The GOP Civil War Is Now a Class War

Republicans warned that President Obama's reelection would bring about more class warfare, and it has, but not in the way they predicted: Elite conservative thought leaders are blaming the party's riffraff for the GOP's unhappy Election Day while the riffraff blames the conservative elite for not being conservative enough. No, you were not paranoid for thinking all that preelection talk about "Walmart moms" and "waitress moms" sounded a little condescending.

Writing at Politico, Rep. Steve LaTourette says poor Republican voters are suffering under false consciousness. No really, he says that. He says they've been brainwashed, like in The Manchurian Candidate:

Republican primary voters were conditioned by these ultra conservative special interest groups into believing the way that we could change a Washington crippled by partisanship was by nominating even more bitterly partisan candidates.

One problem the Republican Party faces is the conservative media cocoon, Politico's Jonathan Martin reports. Sure, you expect the riffraff to be drawn to wild conspiracy theories -- Ron Paul's allies famously worked to win over the "rednecks," explaining the origin of his racist newsletters in the 1990s. But now some worry that those rank-and-file party members are rubbing off on the richer, smarter people. Martin writes:

The tension between the profit- and ratings-driven Right — call them entertainment-based conservatives — and conservatives focused on ideas (the thinkers) and winning (the operatives) has never been more evident.…

And the entertainers’ power isn’t just with gullible grassroots activists who are likely to believe whatever nefarious rumor about Obama is forwarded to them in an e-mail chain — it’s with donors, too.

Outside of Washington, New York, and state capitals, the big conservative givers are as likely to have read Ed Klein’s Obama book and seen Dinesh D’Souza’s documentary 2016, and generally parrot whatever they just heard on Fox News as the old lady stuffing envelopes at county GOP headquarters.

The riffraff are to blame for Romney doing something so foolish as embracing Donald Trump. New York Times conservative columnist Ross Douthat said of Trump, "It’s like a weird version of identity politics for people who like trash culture and reality TV." Both the Romney campaign and Trump's people saw it that way, too. BuzzFeed's McKay Coppins explained last week that Romney didn't disavow Trump, even as he kept up the birther stuff, because he was afraid of angering the Republican base. Why did the base love Trump? Coppins reports:

"He played very well with blue-collar-type Republicans, and the campaign saw that," said one source in Trump's camp. "If you have no education, and you work with your hands, you like him. It's like, 'Wow, if I was rich, that's how I would live!' The girls, the cars, the fancy suits. His ostentatiousness is appealing to them."

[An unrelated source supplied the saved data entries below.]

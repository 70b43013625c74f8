pub mod weighted;

pub use weighted::*;

use crate::model::{FlagSet, RiskAssessment};

pub trait Scorer: Send + Sync {
    /// Total function over flag sets; the result depends only on which flags are present.
    fn score(&self, flags: &FlagSet) -> RiskAssessment;
}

Isn't that sweet? It's a rich person's idea of a poor person's idea of a rich person.

You think the No. 1 group that needed to get out of the media cocoon would be Republican pollsters -- the educated guys paid real money to use real science to help the party win elections. Romney's campaign was confident the unskewed polls were correct, and that they'd win on Nov. 6. In July, Romney campaign spokesman Lenny Alcivar loved the cocoon, saying, "We no longer allow the mainstream media to define the political realities in America. The rise of Breitbart, Drudge and others, combined with an aggressive Romney campaign is a powerful tool in the arsenal of the conservative movement."

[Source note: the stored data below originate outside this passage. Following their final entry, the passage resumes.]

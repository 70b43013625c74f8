use async_trait::async_trait;
use futures::future::join_all;
use metrics::{counter, histogram};
use serde::Serialize;
use std::{sync::Arc, time::Duration, time::Instant};
use tokio::{
    io::{AsyncWrite, AsyncWriteExt},
    sync::Mutex,
    task::JoinHandle,
    time::sleep,
};
use tracing::{debug, error, info, trace, warn};

use crate::{
    analyzer::RiskAnalyzer,
    error::EngineError,
    model::{RiskResult, RiskTier},
    queue::AnalysisQueue,
};

pub const ANALYSES_TOTAL: &str = "address_risk_analyses_total";
pub const FAILURES_TOTAL: &str = "address_risk_failures_total";
pub const ANALYSIS_SECONDS: &str = "address_risk_analysis_seconds";

/// A worker gives up after this many plumbing errors in a row.
const MAX_CONSECUTIVE_ERRORS: u32 = 3;

/// What the processor reports for each request it took off the queue.
#[derive(Debug, Clone, PartialEq, Serialize)]
#[serde(tag = "status", rename_all = "snake_case")]
pub enum AnalysisOutcome {
    Scored {
        request_id: String,
        #[serde(flatten)]
        result: RiskResult,
    },
    Rejected {
        request_id: String,
        error: String,
    },
}

impl AnalysisOutcome {
    pub fn request_id(&self) -> &str {
        match self {
            Self::Scored { request_id, .. } | Self::Rejected { request_id, .. } => request_id,
        }
    }

    pub fn result(&self) -> Option<&RiskResult> {
        match self {
            Self::Scored { result, .. } => Some(result),
            Self::Rejected { .. } => None,
        }
    }
}

#[async_trait]
pub trait ResultSink: Send + Sync + 'static {
    async fn emit(&self, outcome: &AnalysisOutcome) -> Result<(), EngineError>;

    async fn flush(&self) -> Result<(), EngineError> {
        Ok(())
    }
}

/// Writes one JSON document per outcome, newline separated.
pub struct JsonLinesSink<W> {
    writer: Mutex<W>,
}

impl<W> JsonLinesSink<W>
where
    W: AsyncWrite + Unpin + Send + 'static,
{
    pub fn new(writer: W) -> Self {
        Self {
            writer: Mutex::new(writer),
        }
    }

    pub fn into_inner(self) -> W {
        self.writer.into_inner()
    }
}

#[async_trait]
impl<W> ResultSink for JsonLinesSink<W>
where
    W: AsyncWrite + Unpin + Send + 'static,
{
    async fn emit(&self, outcome: &AnalysisOutcome) -> Result<(), EngineError> {
        let mut line = serde_json::to_vec(outcome).map_err(|e| EngineError::Sink(e.to_string()))?;
        line.push(b'\n');
        let mut writer = self.writer.lock().await;
        writer
            .write_all(&line)
            .await
            .map_err(|e| EngineError::Sink(e.to_string()))
    }

    async fn flush(&self) -> Result<(), EngineError> {
        let mut writer = self.writer.lock().await;
        writer.flush().await.map_err(|e| EngineError::Sink(e.to_string()))
    }
}

/// Per-tier tally of what a run produced.
#[derive(Debug, Clone, Copy, Default, PartialEq, Eq, Serialize)]
pub struct ProcessingSummary {
    pub high: usize,
    pub medium: usize,
    pub low: usize,
    pub rejected: usize,
}

impl ProcessingSummary {
    pub fn record(&mut self, outcome: &AnalysisOutcome) {
        match outcome.result().map(RiskResult::risk_tier) {
            Some(RiskTier::High) => self.high += 1,
            Some(RiskTier::Medium) => self.medium += 1,
            Some(RiskTier::Low) => self.low += 1,
            None => self.rejected += 1,
        }
    }

    pub fn merge(&mut self, other: ProcessingSummary) {
        self.high += other.high;
        self.medium += other.medium;
        self.low += other.low;
        self.rejected += other.rejected;
    }

    pub fn scored(&self) -> usize {
        self.high + self.medium + self.low
    }

    pub fn total(&self) -> usize {
        self.scored() + self.rejected
    }
}

pub struct Processor {
    analyzer: Arc<RiskAnalyzer>,
    queue: Arc<dyn AnalysisQueue>,
    sink: Arc<dyn ResultSink>,
}

impl Processor {
    pub fn new(
        analyzer: Arc<RiskAnalyzer>,
        queue: Arc<dyn AnalysisQueue>,
        sink: Arc<dyn ResultSink>,
    ) -> Self {
        info!("Initializing new Processor");
        Self { analyzer, queue, sink }
    }

    /// Takes one request off the queue, reports its outcome and acknowledges it.
    /// A rejected request is still an `Ok` outcome; only queue and sink
    /// failures surface as errors. When the sink fails the request goes back
    /// on the queue.
    pub async fn process(&self) -> Result<Option<AnalysisOutcome>, EngineError> {
        trace!("Starting processing cycle");

        let Some((request, receipt)) = self.queue.fetch_next().await? else {
            trace!("No requests in queue");
            return Ok(None);
        };

        let started = Instant::now();
        let outcome = match self.analyzer.analyze_request(&request) {
            Ok(result) => {
                let tier: &'static str = result.risk_tier().into();
                counter!(ANALYSES_TOTAL, "tier" => tier).increment(1);
                AnalysisOutcome::Scored {
                    request_id: request.request_id,
                    result,
                }
            }
            Err(e) => {
                warn!(request_id = %request.request_id, error = %e, "Request rejected");
                counter!(FAILURES_TOTAL).increment(1);
                AnalysisOutcome::Rejected {
                    request_id: request.request_id,
                    error: e.to_string(),
                }
            }
        };
        histogram!(ANALYSIS_SECONDS).record(started.elapsed().as_secs_f64());

        if let Err(e) = self.sink.emit(&outcome).await {
            warn!(request_id = outcome.request_id(), receipt, error = %e, "Output failed, releasing request");
            self.queue.release(receipt).await?;
            return Err(EngineError::Sink(format!(
                "request '{}' released for redelivery: {e}",
                outcome.request_id()
            )));
        }
        self.queue.mark_processed(receipt).await?;
        debug!(request_id = outcome.request_id(), receipt, "Request acknowledged");

        Ok(Some(outcome))
    }

    /// Processes until the queue is empty.
    pub async fn drain(&self, worker: u32, sleep_ms: u64) -> Result<ProcessingSummary, EngineError> {
        let mut summary = ProcessingSummary::default();
        let mut consecutive_errors = 0;
        loop {
            match self.process().await {
                Ok(Some(outcome)) => {
                    consecutive_errors = 0;
                    summary.record(&outcome);
                }
                Ok(None) => {
                    debug!(worker, "Queue drained, worker stopping");
                    return Ok(summary);
                }
                Err(e) => {
                    consecutive_errors += 1;
                    error!(worker, error = %e, consecutive_errors, "Error processing request");
                    if consecutive_errors >= MAX_CONSECUTIVE_ERRORS {
                        return Err(EngineError::Worker(format!(
                            "worker {worker} stopped after {consecutive_errors} consecutive errors: {e}"
                        )));
                    }
                    sleep(Duration::from_millis(sleep_ms)).await;
                }
            }
        }
    }
}

pub fn start_processing_workers(
    processor: Arc<Processor>,
    threads: u32,
    sleep_ms: u64,
) -> Vec<JoinHandle<Result<ProcessingSummary, EngineError>>> {
    (0..threads)
        .map(|worker| {
            let processor = Arc::clone(&processor);
            tokio::spawn(async move {
                info!(worker, "Starting processor worker");
                processor.drain(worker, sleep_ms).await
            })
        })
        .collect()
}

/// Runs `threads` workers until the queue is drained, then flushes the sink.
/// Every worker is awaited even when one fails; the first failure is returned.
pub async fn run_to_completion(
    processor: Arc<Processor>,
    threads: u32,
    sleep_ms: u64,
) -> Result<ProcessingSummary, EngineError> {
    let sink = Arc::clone(&processor.sink);
    let handles = start_processing_workers(processor, threads, sleep_ms);

    let mut summary = ProcessingSummary::default();
    let mut first_error = None;
    for joined in join_all(handles).await {
        match joined {
            Ok(Ok(worker_summary)) => summary.merge(worker_summary),
            Ok(Err(e)) => {
                first_error.get_or_insert(e);
            }
            Err(e) => {
                first_error.get_or_insert(EngineError::Worker(e.to_string()));
            }
        }
    }

    sink.flush().await?;
    if let Some(e) = first_error {
        return Err(e);
    }
    info!(
        scored = summary.scored(),
        rejected = summary.rejected,
        high = summary.high,
        "Processing finished"
    );
    Ok(summary)
}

That being said, the GOP class war goes both ways. RedState's Erick Erickson writes that Republican consultants who forced Mitt Romney on Republican voters are now trying to blame those voters for his loss:

These people hated our ideas and values when we were winning and now choose this opportunity to sell us out the way they’ve always wanted. The conservative herd is headed off a cliff led by a consultant class that would otherwise now be swimming in pools full of dollar bills like Scrooge McDuck (right).

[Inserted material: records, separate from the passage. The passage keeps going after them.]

use serde::{Deserialize, Serialize};
use std::sync::Arc;
use strum_macros::{Display, EnumIter, EnumString, IntoStaticStr};

pub mod flags;

pub use flags::{AuxiliaryFlags, AuxiliarySignal, FlagSet, RiskFlag};

/// A declared business activity (CNAE). Identity is the code.
#[derive(Debug, Clone, Serialize, Deserialize)]
pub struct ActivityCode {
    #[serde(alias = "codigo")]
    pub code: String,
    #[serde(default, alias = "descricao")]
    pub description: String,
}

impl ActivityCode {
    pub fn new(code: impl Into<String>, description: impl Into<String>) -> Self {
        Self {
            code: code.into(),
            description: description.into(),
        }
    }
}

impl PartialEq for ActivityCode {
    fn eq(&self, other: &Self) -> bool {
        self.code == other.code
    }
}

impl Eq for ActivityCode {}

/// Premises category an activity is expected to operate from.
#[derive(
    Debug, Clone, Copy, PartialEq, Eq, Hash, PartialOrd, Ord,
    Serialize, Deserialize, Display, EnumString, EnumIter, IntoStaticStr, Default,
)]
#[serde(rename_all = "SCREAMING_SNAKE_CASE")]
#[strum(serialize_all = "SCREAMING_SNAKE_CASE")]
pub enum ExpectedLocationType {
    Commercial,
    Office,
    Industrial,
    HomeOfficeOk,
    #[default]
    Unknown,
}

impl ExpectedLocationType {
    /// Higher means the activity places stricter demands on the premises.
    pub fn restrictiveness(self) -> u8 {
        match self {
            Self::Industrial => 4,
            Self::Commercial => 3,
            Self::Office => 2,
            Self::HomeOfficeOk => 1,
            Self::Unknown => 0,
        }
    }
}

#[derive(
    Debug, Clone, Copy, PartialEq, Eq, Hash, Serialize, Deserialize, Display, IntoStaticStr, Default,
)]
#[serde(rename_all = "SCREAMING_SNAKE_CASE")]
#[strum(serialize_all = "SCREAMING_SNAKE_CASE")]
pub enum ApparentZone {
    #[serde(alias = "COMERCIAL")]
    Commercial,
    #[serde(alias = "RESIDENCIAL")]
    Residential,
    Industrial,
    Rural,
    #[default]
    #[serde(alias = "INDEFINIDO")]
    Undefined,
}

#[derive(
    Debug, Clone, Copy, PartialEq, Eq, Hash, Serialize, Deserialize, Display, IntoStaticStr, Default,
)]
#[serde(rename_all = "SCREAMING_SNAKE_CASE")]
#[strum(serialize_all = "SCREAMING_SNAKE_CASE")]
pub enum RoadType {
    #[serde(alias = "ASFALTADA")]
    Paved,
    #[serde(alias = "TERRA")]
    Unpaved,
    #[default]
    #[serde(alias = "NAO_VISIVEL")]
    NotVisible,
}

/// The vision model's own opinion of scene/activity fit.
#[derive(
    Debug, Clone, Copy, PartialEq, Eq, Hash, Serialize, Deserialize, Display, IntoStaticStr, Default,
)]
#[serde(rename_all = "SCREAMING_SNAKE_CASE")]
#[strum(serialize_all = "SCREAMING_SNAKE_CASE")]
pub enum CompatibilityLevel {
    #[serde(alias = "ALTA")]
    High,
    #[serde(alias = "MEDIA")]
    Medium,
    #[serde(alias = "BAIXA")]
    Low,
    #[default]
    #[serde(alias = "DESCONHECIDA")]
    Unknown,
}

#[derive(
    Debug, Clone, Copy, PartialEq, Eq, Hash, Serialize, Deserialize, Display, IntoStaticStr, Default,
)]
#[serde(rename_all = "SCREAMING_SNAKE_CASE")]
#[strum(serialize_all = "SCREAMING_SNAKE_CASE")]
pub enum RiskTier {
    #[serde(alias = "ALTO")]
    High,
    #[default]
    #[serde(alias = "MEDIO")]
    Medium,
    #[serde(alias = "BAIXO")]
    Low,
}

/// Structured read of one façade photograph.
#[derive(Debug, Clone, PartialEq, Serialize, Deserialize)]
pub struct VisualAnalysis {
    #[serde(default, alias = "zona_aparente")]
    pub zone: ApparentZone,
    #[serde(default, alias = "tipo_via")]
    pub road: RoadType,
    #[serde(default, alias = "presenca_placas_comerciais")]
    pub commercial_signage: bool,
    #[serde(default, alias = "presenca_vitrines_ou_lojas")]
    pub storefront: bool,
    #[serde(default, alias = "presenca_casas_residenciais")]
    pub residential_houses: bool,
    #[serde(default, alias = "compatibilidade_cnae")]
    pub reported_compatibility: CompatibilityLevel,
    #[serde(default, alias = "motivos_incompatibilidade")]
    pub incompatibility_reasons: Vec<String>,
    #[serde(default, alias = "sugestao_nivel_risco")]
    pub suggested_risk: RiskTier,
    #[serde(default, alias = "analise_detalhada")]
    pub narrative: String,
}

impl Default for VisualAnalysis {
    fn default() -> Self {
        Self {
            zone: ApparentZone::Undefined,
            road: RoadType::NotVisible,
            commercial_signage: false,
            storefront: false,
            residential_houses: false,
            reported_compatibility: CompatibilityLevel::Unknown,
            incompatibility_reasons: Vec::new(),
            suggested_risk: RiskTier::Medium,
            narrative: String::new(),
        }
    }
}

/// Whether a scene could be analyzed at all.
#[derive(Debug, Clone, PartialEq, Serialize, Deserialize)]
#[serde(tag = "status", rename_all = "snake_case")]
pub enum VisualInput {
    Analyzed(VisualAnalysis),
    Unavailable { reason: String },
}

impl VisualInput {
    pub fn unavailable(reason: impl Into<String>) -> Self {
        Self::Unavailable {
            reason: reason.into(),
        }
    }

    pub fn analysis(&self) -> Option<&VisualAnalysis> {
        match self {
            Self::Analyzed(visual) => Some(visual),
            Self::Unavailable { .. } => None,
        }
    }

    pub fn compatibility_level(&self) -> CompatibilityLevel {
        self.analysis()
            .map(|v| v.reported_compatibility)
            .unwrap_or_default()
    }
}

impl From<VisualAnalysis> for VisualInput {
    fn from(visual: VisualAnalysis) -> Self {
        Self::Analyzed(visual)
    }
}

impl From<VisualAnalysis> for Arc<VisualInput> {
    fn from(visual: VisualAnalysis) -> Self {
        Arc::new(VisualInput::Analyzed(visual))
    }
}

/// One address to evaluate, as handed in by collaborators.
#[derive(Debug, Clone, Serialize, Deserialize)]
pub struct AnalysisRequest {
    pub request_id: String,
    #[serde(default)]
    pub cnpj: Option<String>,
    pub activities: Vec<ActivityCode>,
    pub visual: VisualInput,
    #[serde(default)]
    pub auxiliary: AuxiliaryFlags,
}

/// Score and tier, only ever produced together from one thresholds table.
#[derive(Debug, Clone, Copy, PartialEq, Eq, Serialize)]
pub struct RiskAssessment {
    pub(crate) score: u8,
    pub(crate) tier: RiskTier,
}

impl RiskAssessment {
    pub fn score(&self) -> u8 {
        self.score
    }

    pub fn tier(&self) -> RiskTier {
        self.tier
    }
}

/// Final, immutable engine output.
#[derive(Debug, Clone, PartialEq, Serialize)]
pub struct RiskResult {
    #[serde(skip)]
    pub(crate) visual: Arc<VisualInput>,
    pub(crate) risk_tier: RiskTier,
    pub(crate) score: u8,
    pub(crate) flags: FlagSet,
    pub(crate) expected_location_type: ExpectedLocationType,
    pub(crate) compatibility_level: CompatibilityLevel,
}

impl RiskResult {
    pub(crate) fn new(
        visual: Arc<VisualInput>,
        expected_location_type: ExpectedLocationType,
        compatibility_level: CompatibilityLevel,
        flags: FlagSet,
        assessment: RiskAssessment,
    ) -> Self {
        Self {
            visual,
            risk_tier: assessment.tier,
            score: assessment.score,
            flags,
            expected_location_type,
            compatibility_level,
        }
    }

    pub fn visual(&self) -> &VisualInput {
        &self.visual
    }

    pub fn risk_tier(&self) -> RiskTier {
        self.risk_tier
    }

    pub fn score(&self) -> u8 {
        self.score
    }

    pub fn flags(&self) -> &FlagSet {
        &self.flags
    }

    pub fn expected_location_type(&self) -> ExpectedLocationType {
        self.expected_location_type
    }

    pub fn compatibility_level(&self) -> CompatibilityLevel {
        self.compatibility_level
    }
}

#[cfg(test)]
mod tests {
    use super::*;

    #[test]
    fn test_tokens_are_screaming_snake() {
        assert_eq!(ExpectedLocationType::HomeOfficeOk.to_string(), "HOME_OFFICE_OK");
        assert_eq!(
            "HOME_OFFICE_OK".parse::<ExpectedLocationType>().unwrap(),
            ExpectedLocationType::HomeOfficeOk
        );
        assert_eq!(
            serde_json::to_string(&RoadType::NotVisible).unwrap(),
            "\"NOT_VISIBLE\""
        );
    }

    #[test]
    fn test_visual_analysis_accepts_portuguese_payload() {
        let json = r#"{
            "zona_aparente": "RESIDENCIAL",
            "tipo_via": "TERRA",
            "presenca_placas_comerciais": false,
            "presenca_vitrines_ou_lojas": false,
            "presenca_casas_residenciais": true,
            "compatibilidade_cnae": "BAIXA",
            "motivos_incompatibilidade": ["rua de terra"],
            "sugestao_nivel_risco": "ALTO",
            "analise_detalhada": "casas simples"
        }"#;
        let visual: VisualAnalysis = serde_json::from_str(json).unwrap();
        assert_eq!(visual.zone, ApparentZone::Residential);
        assert_eq!(visual.road, RoadType::Unpaved);
        assert!(visual.residential_houses);
        assert_eq!(visual.reported_compatibility, CompatibilityLevel::Low);
        assert_eq!(visual.suggested_risk, RiskTier::High);
        assert_eq!(visual.incompatibility_reasons, vec!["rua de terra".to_string()]);
    }

    #[test]
    fn test_visual_analysis_defaults_for_missing_fields() {
        let visual: VisualAnalysis = serde_json::from_str("{}").unwrap();
        assert_eq!(visual, VisualAnalysis::default());
        assert_eq!(visual.suggested_risk, RiskTier::Medium);
    }

    #[test]
    fn test_visual_input_is_explicitly_tagged() {
        let input: VisualInput =
            serde_json::from_str(r#"{"status": "unavailable", "reason": "no image"}"#).unwrap();
        assert_eq!(input, VisualInput::unavailable("no image"));
        assert_eq!(input.compatibility_level(), CompatibilityLevel::Unknown);

        let input: VisualInput =
            serde_json::from_str(r#"{"status": "analyzed", "zone": "RURAL", "reported_compatibility": "HIGH"}"#)
                .unwrap();
        assert_eq!(input.analysis().map(|v| v.zone), Some(ApparentZone::Rural));
        assert_eq!(input.compatibility_level(), CompatibilityLevel::High);
    }

    #[test]
    fn test_restrictiveness_order() {
        use strum::IntoEnumIterator;
        let mut types: Vec<_> = ExpectedLocationType::iter().collect();
        types.sort_by_key(|t| std::cmp::Reverse(t.restrictiveness()));
        assert_eq!(
            types,
            vec![
                ExpectedLocationType::Industrial,
                ExpectedLocationType::Commercial,
                ExpectedLocationType::Office,
                ExpectedLocationType::HomeOfficeOk,
                ExpectedLocationType::Unknown,
            ]
        );
    }
}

Iowa evangelical leader Bob Vander Plaats tells The Des Moines Register that the problem was a nominee who was too much like Obama. The Republican Party has long relied on a coalition of wealthy business people and social conservatives. That looks like it's fraying a little bit now that each side is looking to blame the other for Romney's loss. And some want out entirely. Focus on the Family head Jim Daly told McClatchy, "If the Christian message has been too wrapped around the axle of the Republican Party, then, A) that's our fault, and, B) we've got to rethink that."